There are surprising statements in there:

  1. “all this ontology stuff” has polluted the original vision (TimBL’s) of the Semantic Web. Finally somebody said it out loud! Yes folks, hear hear: ‘ontology stuff pollutes the semweb’. I’m going to make t-shirts and print it. I might have found the business model for the semweb ;-)
  2. “some little pieces of OWL”. Yes, correct, only a few little piece of OWL are required. Mostly owl:sameAs, owl:equivalentProperty and subClass and subProperty from RDFSchema, that’s it.

It would be a wonderful gift to humanity if the “logicians” stopped trying to teach machines to think on my behalf with syllogistic symbols and just helped us creating operators for such symbols that are actually useful for real work.

I’ve stated it before but not in detail so let me restate: the idea that ‘reasoning’ must equal ‘description logics reasoning’ is not only completely bizarre to me but it gets funny too: the “Bible Wiki” is powered by Semantic MediaWiki, a wonderful MediaWiki plugin that allows people to add some simple markup syntax to their wikitext to indicate additional semantics and the system translates it into RDF. The nail on the DL coffin, for me, it’s the page about Cain, son of Adam. Scroll to the very bottom to read the RDF-ized genealogy of Cain: son of Adam and Eve and parent of Enoch.

The question I would love to ask a DL reasoner is not some tricky Godelian set-of-sets-like question but a rather simple: who is Enoch’s mother?

I remember asking that question in 8th grade during catholic Sunday school. The teacher’s answer was to kick me out of class to learn to respect the scripts (which didn’t work, btw). The Planet AI people’s answer would be to say that it’s impossible to model what the knowledge in the most printed book in the history of humanity because it’s inconsistent.

Don’t you feel there’s something wrong with this picture?

Sure sure, Captain Open World might be invoked to save the day, but this example shows a few things that are worth noting because I think they have been forgotten on Planet AI: contradictions and inconsistencies are an abundant and principal part of human knowledge, not a mistake that needs fixing.

Here it’s worth mentioning an inspiring quote from Prof. Carole Goble during her keynote at ISWC05 [words are mine as I didn’t take notes but just remembered the inspiration]: “99% of what humanity ever thought to be true turned out not to be”. You can sweep all this under the ‘open world’ assumption and find refuge in a socratic “I know I don’t know” state, but to me that’s just avoiding the issue: if we really want to model human knowledge, inconsistencies, contradictions and disagreements have to be first class citizens, not some damn temporary entropy we need to design our systems to deal with (or, worse, ignore).

So this is why I applaud Jim Hendler’s adaptation and his pointing out to fellow AI-ers that there might be something a lot more interesting happening if they just looked around.
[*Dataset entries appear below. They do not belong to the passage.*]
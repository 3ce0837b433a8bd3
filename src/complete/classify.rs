//! Capability classification of command tree objects
//!
//! Generators never look at a concrete type. They ask an object which
//! accessors it exposes and classify it once, so anything that forwards the
//! [`Capabilities`] accessors (references, smart pointers, decorators) is
//! treated exactly like the node it wraps.

use crate::manifest::{Node, Param};
use std::collections::BTreeMap;
use std::rc::Rc;
use std::sync::Arc;

/// Structural accessors a command tree object may expose
pub trait Capabilities {
    /// Help text
    fn help(&self) -> Option<&str>;

    /// Parameter list, if the object accepts parameters
    fn params(&self) -> Option<&[Param]>;

    /// Named sub-entries, if the object dispatches to subcommands
    fn subcommands(&self) -> Option<&BTreeMap<String, Node>>;
}

impl Capabilities for Node {
    fn help(&self) -> Option<&str> {
        self.help.as_deref()
    }

    fn params(&self) -> Option<&[Param]> {
        self.params.as_deref()
    }

    fn subcommands(&self) -> Option<&BTreeMap<String, Node>> {
        self.commands.as_ref()
    }
}

macro_rules! forward_capabilities {
    ($($wrapper:ty),*) => {
        $(
            impl<T: Capabilities + ?Sized> Capabilities for $wrapper {
                fn help(&self) -> Option<&str> {
                    (**self).help()
                }

                fn params(&self) -> Option<&[Param]> {
                    (**self).params()
                }

                fn subcommands(&self) -> Option<&BTreeMap<String, Node>> {
                    (**self).subcommands()
                }
            }
        )*
    };
}

forward_capabilities!(&T, Box<T>, Rc<T>, Arc<T>);

/// Result of classifying an object
#[derive(Debug, Clone, Copy, PartialEq)]
pub enum Classified<'a> {
    /// Dispatches to named subcommands; `params` are its own flags
    Group {
        help: Option<&'a str>,
        params: &'a [Param],
        commands: &'a BTreeMap<String, Node>,
    },

    /// Accepts parameters, has no subcommands
    Command {
        help: Option<&'a str>,
        params: &'a [Param],
    },

    /// Neither; generators emit nothing for it
    Unrecognized,
}

/// Whether the object behaves as a command group
pub fn is_group<C: Capabilities + ?Sized>(obj: &C) -> bool {
    obj.subcommands().is_some()
}

/// Whether the object behaves as a leaf command
pub fn is_command<C: Capabilities + ?Sized>(obj: &C) -> bool {
    !is_group(obj) && obj.params().is_some()
}

/// Classify an object by the capabilities it exposes
pub fn classify<C: Capabilities + ?Sized>(obj: &C) -> Classified<'_> {
    if let Some(commands) = obj.subcommands() {
        Classified::Group {
            help: obj.help(),
            params: obj.params().unwrap_or_default(),
            commands,
        }
    } else if let Some(params) = obj.params() {
        Classified::Command {
            help: obj.help(),
            params,
        }
    } else {
        Classified::Unrecognized
    }
}

impl Classified<'_> {
    /// Short label used in listings and logs
    pub fn kind(&self) -> &'static str {
        match self {
            Classified::Group { .. } => "group",
            Classified::Command { .. } => "command",
            Classified::Unrecognized => "unrecognized",
        }
    }

    pub fn is_recognized(&self) -> bool {
        !matches!(self, Classified::Unrecognized)
    }
}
The semantic web is really just data integration at a global scale. Some of this data might end up being consistent, detailed and small enough to perform symbolic reasoning on, but even if this is the case, that would be such a small, expensive and fragile island of knowledge that it would have the same impact on the world as calculus had on deciding to invade Iraq.

The biggest problem we face right now is a way to ‘link’ information that comes from different sources that can scale to hundreds of millions of statements (and hundreds of thousands of equivalences). Equivalences and subclasses are the only things that we have ever needed of OWL and RDFS, we want to ‘connect’ dots that otherwise would be unconnected. We want to suggest people to use whatever ontology pleases them and then think of just mapping it against existing ones later. This is easier to bootstrap than to force them to agree on a conceptualization before they even know how to start!

Personally, I’m betting hard on this “data first, mapping later” vs. “ontology first” approach, so this means that we must have software systems that are capable of coping with the computational complexities that this approach entails. It’s in this spirit that I welcome Prof. Hendler’s blog (and paper).